While the EU has opted to update its cosmetics regulation to take account of new technologies such as nanomaterials, Tollefson was clear that in the US “we agree that no new regulations are needed at this time” and that “we will continue to study products on a case by case basis”. She added that research by the FDA had concluded that “the challenges posed by nanotechnology are not unique, but similar to those posed by other new technologies. Just because nanoparticles are small does not mean their safety considerations are unique.”

James Bridges, professor of toxicology and environmental health at Britain’s University of Surrey and chair of the EU scientific committee on emerging and newly identified health risks, agreed. While “there is no conclusive evidence that [nanoparticles] have unique properties,” recent research has suggested that they could have unwanted effects. “Nanoparticles may affect protein folding” and could therefore be responsible for certain health problems, and they may also provoke “electron release on the activation of a product” – for example, when cream is put on the skin, he said.

Renner continued: “As regards cosmetics we believe we have moved out of uncertainty and to a situation where we know a lot. Thanks to a survey we carried out in 2008 we know what ingredients are used in our sector, the characteristics of these nanomaterials and their safety profiles.”

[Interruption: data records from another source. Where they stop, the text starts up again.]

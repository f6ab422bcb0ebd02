use tracing::Span;
use tracing::info_span;

use crate::telemetry::ctx::{OpMarker, PhaseSpan};

#[derive(Copy, Clone, Debug)]
pub struct Scrape;

#[derive(Copy, Clone, Debug)]
pub enum Phase { Plan, Connect, Discover, Expand, Extract, Write }

impl PhaseSpan for Phase {
    fn name(&self) -> &'static str { match self {
        Phase::Plan => "plan",
        Phase::Connect => "connect",
        Phase::Discover => "discover",
        Phase::Expand => "expand",
        Phase::Extract => "extract",
        Phase::Write => "write",
    }}
    fn span(&self) -> Span { match self {
        Phase::Plan => info_span!("plan"),
        Phase::Connect => info_span!("connect"),
        Phase::Discover => info_span!("discover"),
        Phase::Expand => info_span!("expand"),
        Phase::Extract => info_span!("extract"),
        Phase::Write => info_span!("write"),
    }}
}

impl OpMarker for Scrape {
    const NAME: &'static str = "scrape";
    type Phase = Phase;
    fn root_span() -> Span { info_span!("scrape") }
}
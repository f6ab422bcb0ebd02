//! Runs vendor scrapers side by side, one task and one session per vendor.

pub mod types;

use std::any::Any;
use std::sync::Arc;

use async_trait::async_trait;
use tokio::task::JoinSet;
use tokio_util::sync::CancellationToken;
use tracing::{info_span, Instrument};

use crate::error::ConnectionError;
use crate::telemetry::ctx::LogCtx;
use crate::telemetry::ops::scrape::{Phase, Scrape};
use crate::vendors::{Vendor, VendorScraper};

use self::types::{RunOutput, VendorOutcome, VendorRun};

/// Builds a ready scraper (with its own session) for one vendor.
#[async_trait]
pub trait ScraperFactory: Send + Sync {
    async fn open(&self, vendor: Vendor) -> Result<Box<dyn VendorScraper>, ConnectionError>;
}

pub struct Orchestrator {
    factory: Arc<dyn ScraperFactory>,
    log: LogCtx<Scrape>,
}

impl Orchestrator {
    pub fn new(factory: Arc<dyn ScraperFactory>, log: LogCtx<Scrape>) -> Self {
        Self { factory, log }
    }

    /// Scrape every vendor to completion. A vendor that fails, panics or is
    /// cancelled is reported; the others keep running.
    pub async fn run(&self, vendors: &[Vendor], cancel: CancellationToken) -> RunOutput {
        let mut set = JoinSet::new();
        for &vendor in vendors {
            let factory = self.factory.clone();
            let log = self.log;
            let cancel = cancel.clone();
            set.spawn(async move {
                let span = info_span!("vendor", vendor = vendor.slug());
                let mut task = tokio::spawn(scrape_vendor(factory, vendor, log).instrument(span));
                tokio::select! {
                    res = &mut task => match res {
                        Ok(run) => run,
                        Err(e) if e.is_panic() => VendorRun::failed(vendor, VendorOutcome::Panicked(panic_message(e.into_panic()))),
                        Err(_) => VendorRun::failed(vendor, VendorOutcome::Cancelled),
                    },
                    _ = cancel.cancelled() => {
                        // dropping the scrape future releases its session
                        task.abort();
                        let _ = task.await;
                        VendorRun::failed(vendor, VendorOutcome::Cancelled)
                    }
                }
            });
        }

        let mut out = RunOutput::default();
        while let Some(joined) = set.join_next().await {
            match joined {
                Ok(run) => {
                    self.log.vendor_summary(&run.report());
                    out.runs.push(run);
                }
                Err(e) => self.log.error(format!("vendor supervisor failed: {e}")),
            }
        }
        out.runs.sort_by_key(|r| r.vendor);
        out
    }
}

async fn scrape_vendor(factory: Arc<dyn ScraperFactory>, vendor: Vendor, log: LogCtx<Scrape>) -> VendorRun {
    let mut scraper = match factory.open(vendor).instrument(log.span(&Phase::Connect)).await {
        Ok(s) => s,
        Err(e) => {
            log.error(e.to_string());
            return VendorRun::failed(vendor, VendorOutcome::ConnectionFailed(e.to_string()));
        }
    };

    if let Err(e) = scraper.connect(&log).instrument(log.span(&Phase::Connect)).await {
        log.error(e.to_string());
        if let Err(close) = scraper.close().await {
            log.warn(format!("closing session: {close}"));
        }
        return VendorRun::failed(vendor, VendorOutcome::ConnectionFailed(e.to_string()));
    }

    let records = scraper.scrape_metadata(&log).await;
    let stats = scraper.stats();
    if let Err(e) = scraper.close().await {
        log.warn(format!("closing session: {e}"));
    }
    VendorRun { vendor, outcome: VendorOutcome::Completed, records, stats }
}

fn panic_message(payload: Box<dyn Any + Send>) -> String {
    if let Some(s) = payload.downcast_ref::<&str>() {
        s.to_string()
    } else if let Some(s) = payload.downcast_ref::<String>() {
        s.clone()
    } else {
        "unknown panic".to_string()
    }
}

#[cfg(test)]
mod tests {
    use super::*;
    use std::sync::atomic::{AtomicBool, Ordering};
    use std::time::Duration;

    use crate::error::SessionError;
    use crate::record::FirmwareRecord;
    use crate::vendors::ScrapeStats;

    #[derive(Clone, Copy)]
    enum Behavior {
        Records(usize),
        Unreachable,
        Panics,
        Hangs,
    }

    struct MockScraper {
        vendor: Vendor,
        behavior: Behavior,
        closed: Arc<AtomicBool>,
    }

    impl Drop for MockScraper {
        fn drop(&mut self) { self.closed.store(true, Ordering::SeqCst); }
    }

    #[async_trait]
    impl VendorScraper for MockScraper {
        fn vendor(&self) -> Vendor { self.vendor }

        async fn connect(&mut self, _log: &LogCtx<Scrape>) -> Result<(), ConnectionError> {
            match self.behavior {
                Behavior::Unreachable => Err(ConnectionError { vendor: self.vendor.manufacturer(), url: self.vendor.entry_url().into(), source: SessionError::NoPage }),
                _ => Ok(()),
            }
        }

        async fn scrape_metadata(&mut self, _log: &LogCtx<Scrape>) -> Vec<FirmwareRecord> {
            match self.behavior {
                Behavior::Records(n) => (0..n)
                    .map(|i| {
                        let mut r = FirmwareRecord::new(self.vendor.manufacturer()).unwrap();
                        if i % 2 == 0 { r.download_link = Some(format!("https://fw.test/{i}.bin")); }
                        r
                    })
                    .collect(),
                Behavior::Panics => panic!("layout changed"),
                Behavior::Hangs => {
                    tokio::time::sleep(Duration::from_secs(3600)).await;
                    Vec::new()
                }
                Behavior::Unreachable => Vec::new(),
            }
        }

        fn stats(&self) -> ScrapeStats { ScrapeStats::default() }

        async fn close(&mut self) -> Result<(), SessionError> {
            self.closed.store(true, Ordering::SeqCst);
            Ok(())
        }
    }

    struct MockFactory {
        behaviors: Vec<(Vendor, Behavior)>,
        closed: Arc<AtomicBool>,
    }

    #[async_trait]
    impl ScraperFactory for MockFactory {
        async fn open(&self, vendor: Vendor) -> Result<Box<dyn VendorScraper>, ConnectionError> {
            let behavior = self.behaviors.iter().find(|(v, _)| *v == vendor).map(|(_, b)| *b).unwrap_or(Behavior::Records(0));
            Ok(Box::new(MockScraper { vendor, behavior, closed: self.closed.clone() }))
        }
    }

    fn run_of(out: &RunOutput, vendor: Vendor) -> &VendorRun {
        out.runs.iter().find(|r| r.vendor == vendor).unwrap()
    }

    fn orchestrator(behaviors: Vec<(Vendor, Behavior)>) -> (Orchestrator, Arc<AtomicBool>) {
        let closed = Arc::new(AtomicBool::new(false));
        let factory = MockFactory { behaviors, closed: closed.clone() };
        (Orchestrator::new(Arc::new(factory), crate::telemetry::scrape()), closed)
    }

    #[tokio::test]
    async fn failing_vendors_do_not_stop_others() {
        let (orch, _) = orchestrator(vec![
            (Vendor::Avm, Behavior::Records(3)),
            (Vendor::Linksys, Behavior::Unreachable),
            (Vendor::Swisscom, Behavior::Panics),
            (Vendor::TpLink, Behavior::Records(2)),
        ]);
        let out = orch.run(&Vendor::ALL, CancellationToken::new()).await;
        assert_eq!(out.runs.len(), 4);
        assert_eq!(out.total_records(), 5);
        assert_eq!(out.total_partial(), 2);
        assert_eq!(out.failed_vendors(), 2);
        assert!(matches!(run_of(&out, Vendor::Linksys).outcome, VendorOutcome::ConnectionFailed(_)));
        assert_eq!(run_of(&out, Vendor::Swisscom).outcome, VendorOutcome::Panicked("layout changed".into()));
        assert_eq!(run_of(&out, Vendor::TpLink).report().records, 2);
    }

    #[tokio::test]
    async fn cancellation_releases_the_session() {
        let (orch, closed) = orchestrator(vec![(Vendor::Avm, Behavior::Hangs)]);
        let cancel = CancellationToken::new();
        let trigger = cancel.clone();
        tokio::spawn(async move {
            tokio::time::sleep(Duration::from_millis(20)).await;
            trigger.cancel();
        });
        let out = orch.run(&[Vendor::Avm], cancel).await;
        assert_eq!(out.runs[0].outcome, VendorOutcome::Cancelled);
        assert!(closed.load(Ordering::SeqCst));
    }
}
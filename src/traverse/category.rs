//! Category → product → leaf walk for portal-style vendor sites.

use std::collections::HashSet;
use std::hash::Hash;

use async_trait::async_trait;
use tracing::Instrument;

use super::{cap_reached, CatalogNode, LeafCandidate, NodeKind, WalkStats};
use crate::error::ExpansionError;
use crate::record::FirmwareRecord;
use crate::telemetry::ctx::LogCtx;
use crate::telemetry::ops::scrape::{Phase, Scrape};

/// Vendor-specific expansion steps of a portal. Implementations own the
/// session for the duration of the walk; the walk calls them strictly in
/// traversal order, extracting a product's leaves before expanding the next.
#[async_trait]
pub trait PortalCatalog: Send {
    type Category: Send + Sync;
    /// Product identity; a product listed under several categories is expanded once.
    type Product: Send + Sync + Eq + Hash + Clone;
    type Leaf: Send;

    async fn categories(&mut self) -> Result<Vec<CatalogNode<Self::Category>>, ExpansionError>;

    async fn products(&mut self, category: &CatalogNode<Self::Category>) -> Result<Vec<CatalogNode<Self::Product>>, ExpansionError>;

    /// Firmware items of one product. `Ok(vec![])` means the product is not eligible.
    async fn leaves(&mut self, product: &CatalogNode<Self::Product>) -> Result<Vec<Self::Leaf>, ExpansionError>;

    /// Build the record for one leaf; `None` when the item could not be read at all.
    async fn extract(&mut self, leaf: LeafCandidate<Self::Leaf>) -> Option<FirmwareRecord>;
}

/// Walk the whole portal. `cap` bounds the number of emitted records; once
/// reached, nothing further is expanded. Repeated products are skipped.
pub async fn walk_portal<C: PortalCatalog>(
    catalog: &mut C,
    cap: Option<usize>,
    log: &LogCtx<Scrape>,
) -> (Vec<FirmwareRecord>, WalkStats) {
    let mut stats = WalkStats::default();
    let mut records = Vec::new();
    let mut expanded: HashSet<C::Product> = HashSet::new();

    let categories = match catalog.categories().instrument(log.span(&Phase::Discover)).await {
        Ok(c) => c,
        Err(e) => {
            stats.expansion_failures += 1;
            log.warn(e.to_string());
            return (records, stats);
        }
    };
    log.info(format!("found {} categories", categories.len()));

    'categories: for category in categories.iter().filter(|c| c.kind != NodeKind::Skip) {
        if cap_reached(cap, records.len()) { break; }
        stats.categories += 1;

        let span = log.span_kv(&Phase::Expand, [("category", category.label.clone())]);
        let products = match catalog.products(category).instrument(span).await {
            Ok(p) => p,
            Err(e) => {
                stats.expansion_failures += 1;
                log.warn(e.to_string());
                continue;
            }
        };
        log.debug_kv("category expanded", [("category", category.label.clone()), ("products", products.len().to_string())]);

        for product in &products {
            if cap_reached(cap, records.len()) { break 'categories; }
            if product.kind == NodeKind::Skip {
                stats.skipped_items += 1;
                log.info(format!("skipping {}", product.label));
                continue;
            }

            if !expanded.insert(product.handle.clone()) {
                stats.skipped_items += 1;
                log.debug(format!("{} already visited under another category", product.label));
                continue;
            }

            let span = log.span_kv(&Phase::Expand, [("product", product.label.clone())]);
            let items = match catalog.leaves(product).instrument(span).await {
                Ok(items) => items,
                Err(e) => {
                    stats.expansion_failures += 1;
                    log.warn(e.to_string());
                    continue;
                }
            };
            if items.is_empty() {
                stats.skipped_items += 1;
                log.info(format!("no firmware offered for {}", product.label));
                continue;
            }

            for item in items {
                if cap_reached(cap, records.len()) { break 'categories; }
                stats.leaves += 1;
                let leaf = LeafCandidate { path: vec![category.label.clone(), product.label.clone()], item };
                match catalog.extract(leaf).instrument(log.span(&Phase::Extract)).await {
                    Some(record) => records.push(record),
                    None => {
                        stats.skipped_items += 1;
                        log.warn(format!("could not read firmware item of {}", product.label));
                    }
                }
            }
        }
    }

    (records, stats)
}

#[cfg(test)]
mod tests {
    use super::*;

    type Tree = Vec<(&'static str, Option<Vec<(&'static str, Vec<&'static str>)>>)>;

    /// In-memory portal: category label → products → firmware versions.
    /// Products are identified by label, so one product may sit in several categories.
    struct MockPortal {
        tree: Tree,
        expanded: Vec<String>,
        product_visits: Vec<String>,
    }

    impl MockPortal {
        fn new(tree: Tree) -> Self {
            Self { tree, expanded: Vec::new(), product_visits: Vec::new() }
        }
    }

    fn node<H>(handle: H, label: &str, parent: Option<&str>) -> CatalogNode<H> {
        CatalogNode { handle, label: label.to_string(), kind: NodeKind::Container, parent: parent.map(str::to_string) }
    }

    #[async_trait]
    impl PortalCatalog for MockPortal {
        type Category = usize;
        type Product = &'static str;
        type Leaf = &'static str;

        async fn categories(&mut self) -> Result<Vec<CatalogNode<usize>>, ExpansionError> {
            Ok(self.tree.iter().enumerate().map(|(i, (label, _))| node(i, label, None)).collect())
        }

        async fn products(&mut self, category: &CatalogNode<usize>) -> Result<Vec<CatalogNode<&'static str>>, ExpansionError> {
            self.expanded.push(category.label.clone());
            let (_, products) = &self.tree[category.handle];
            let products = products.as_ref().ok_or_else(|| ExpansionError::new(category.label.clone(), "selector mismatch"))?;
            Ok(products.iter().map(|(label, _)| node(*label, label, Some(category.label.as_str()))).collect())
        }

        async fn leaves(&mut self, product: &CatalogNode<&'static str>) -> Result<Vec<&'static str>, ExpansionError> {
            self.product_visits.push(product.label.clone());
            let versions = self
                .tree
                .iter()
                .filter_map(|(_, products)| products.as_ref())
                .flatten()
                .find(|(label, _)| *label == product.handle)
                .map(|(_, versions)| versions.clone())
                .unwrap_or_default();
            Ok(versions)
        }

        async fn extract(&mut self, leaf: LeafCandidate<&'static str>) -> Option<FirmwareRecord> {
            if leaf.item == "unreadable" { return None; }
            let mut rec = FirmwareRecord::new("Mock").unwrap();
            rec.product_type = leaf.path.first().cloned();
            rec.product_name = leaf.path.get(1).cloned();
            rec.version = Some(leaf.item.to_string());
            Some(rec)
        }
    }

    fn portal() -> MockPortal {
        MockPortal::new(vec![
            ("Routers", Some(vec![("R1", vec!["1.0", "1.1"]), ("R2", vec!["2.0"])])),
            ("Broken", None),
            ("Switches", Some(vec![("S1", vec![]), ("S2", vec!["3.0", "unreadable"])])),
        ])
    }

    #[tokio::test]
    async fn failed_category_does_not_affect_siblings() {
        let log = crate::telemetry::scrape();
        let mut p = portal();
        let (records, stats) = walk_portal(&mut p, None, &log).await;
        let versions: Vec<&str> = records.iter().filter_map(|r| r.version.as_deref()).collect();
        assert_eq!(versions, vec!["1.0", "1.1", "2.0", "3.0"]);
        assert_eq!(records[3].product_type.as_deref(), Some("Switches"));
        assert_eq!(records[3].product_name.as_deref(), Some("S2"));
        assert_eq!(stats.categories, 3);
        assert_eq!(stats.expansion_failures, 1);
        // S1 offers nothing, one S2 item is unreadable
        assert_eq!(stats.skipped_items, 2);
        assert_eq!(stats.leaves, 5);
    }

    #[tokio::test]
    async fn cap_counts_records_and_stops_expansion() {
        let log = crate::telemetry::scrape();
        let mut p = portal();
        let (records, _) = walk_portal(&mut p, Some(2), &log).await;
        assert_eq!(records.len(), 2);
        assert_eq!(p.expanded, vec!["Routers".to_string()]);
    }

    #[tokio::test]
    async fn same_catalog_gives_same_records() {
        let log = crate::telemetry::scrape();
        let (a, _) = walk_portal(&mut portal(), None, &log).await;
        let (b, _) = walk_portal(&mut portal(), None, &log).await;
        assert_eq!(a, b);
    }

    #[tokio::test]
    async fn product_in_two_categories_is_visited_once() {
        let log = crate::telemetry::scrape();
        let mut p = MockPortal::new(vec![
            ("Wi-Fi Routers", Some(vec![("Archer C7", vec!["V5_230512"])])),
            ("Deco", Some(vec![("Archer C7", vec!["V5_230512"]), ("Deco M5", vec!["1.6.2"])])),
        ]);
        let (records, stats) = walk_portal(&mut p, None, &log).await;
        assert_eq!(p.product_visits, vec!["Archer C7".to_string(), "Deco M5".to_string()]);
        assert_eq!(records.len(), 2);
        assert_eq!(records[0].product_type.as_deref(), Some("Wi-Fi Routers"));
        assert_eq!(stats.skipped_items, 1);
        assert_eq!(stats.leaves, 2);
    }
}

However, Bridges said the hazards and risks of “very few nanoparticles have been studied” and called, along with the majority of the speakers, for more and better data to analyse these products and create a “risk benefit framework” for them.

The call was echoed by the Trans-Atlantic Consumer Dialogue group, which co-organised the conference. In a statement it urged “the EU and the US to convene intensive consultations among the relevant regulatory bodies on both sides of the Atlantic to exchange data and establish sound approaches to assessing and preventing risks”.